▶ **WORK ITEM**: Your task is to find every line of the data that holds the string "title" and copy it.

▶ **RECORDS FOR THIS EXERCISE**:
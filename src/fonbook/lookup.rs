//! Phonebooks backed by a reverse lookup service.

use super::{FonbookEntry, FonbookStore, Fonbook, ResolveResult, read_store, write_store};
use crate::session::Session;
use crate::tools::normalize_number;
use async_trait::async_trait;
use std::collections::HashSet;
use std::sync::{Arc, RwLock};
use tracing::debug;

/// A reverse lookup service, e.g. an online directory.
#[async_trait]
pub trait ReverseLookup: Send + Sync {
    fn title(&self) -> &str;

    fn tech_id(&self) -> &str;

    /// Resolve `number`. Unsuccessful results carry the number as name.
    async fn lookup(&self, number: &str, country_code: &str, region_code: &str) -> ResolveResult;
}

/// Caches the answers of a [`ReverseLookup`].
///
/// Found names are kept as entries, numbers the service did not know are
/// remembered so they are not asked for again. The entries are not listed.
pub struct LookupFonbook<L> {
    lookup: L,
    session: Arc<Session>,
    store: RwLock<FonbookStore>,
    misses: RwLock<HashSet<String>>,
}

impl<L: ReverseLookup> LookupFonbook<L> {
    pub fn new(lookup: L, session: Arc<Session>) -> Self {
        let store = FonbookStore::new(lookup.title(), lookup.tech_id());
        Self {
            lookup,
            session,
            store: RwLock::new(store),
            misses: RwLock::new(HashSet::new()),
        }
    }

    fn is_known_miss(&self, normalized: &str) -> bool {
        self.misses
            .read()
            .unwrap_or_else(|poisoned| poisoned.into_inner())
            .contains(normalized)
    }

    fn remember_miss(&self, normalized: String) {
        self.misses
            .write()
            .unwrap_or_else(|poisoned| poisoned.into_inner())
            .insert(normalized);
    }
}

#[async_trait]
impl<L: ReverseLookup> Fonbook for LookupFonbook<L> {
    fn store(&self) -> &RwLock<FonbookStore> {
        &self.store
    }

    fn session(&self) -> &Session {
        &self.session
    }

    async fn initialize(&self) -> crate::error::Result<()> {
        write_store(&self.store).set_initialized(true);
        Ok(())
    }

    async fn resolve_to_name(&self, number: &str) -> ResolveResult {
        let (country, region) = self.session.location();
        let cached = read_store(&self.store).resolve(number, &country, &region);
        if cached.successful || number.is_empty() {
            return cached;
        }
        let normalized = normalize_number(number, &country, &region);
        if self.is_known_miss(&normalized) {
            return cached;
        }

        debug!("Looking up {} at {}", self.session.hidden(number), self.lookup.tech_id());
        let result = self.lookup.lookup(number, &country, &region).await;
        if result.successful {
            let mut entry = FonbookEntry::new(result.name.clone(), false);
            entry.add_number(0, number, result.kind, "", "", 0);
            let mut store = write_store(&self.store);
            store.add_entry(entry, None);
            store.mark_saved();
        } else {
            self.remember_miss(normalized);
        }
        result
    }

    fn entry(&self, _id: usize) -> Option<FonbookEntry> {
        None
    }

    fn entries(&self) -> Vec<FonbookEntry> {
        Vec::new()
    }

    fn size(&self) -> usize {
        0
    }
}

▶ **ANSWER SPACE**:
    fn title(&self) -> &str;
        let store = FonbookStore::new(lookup.title(), lookup.tech_id());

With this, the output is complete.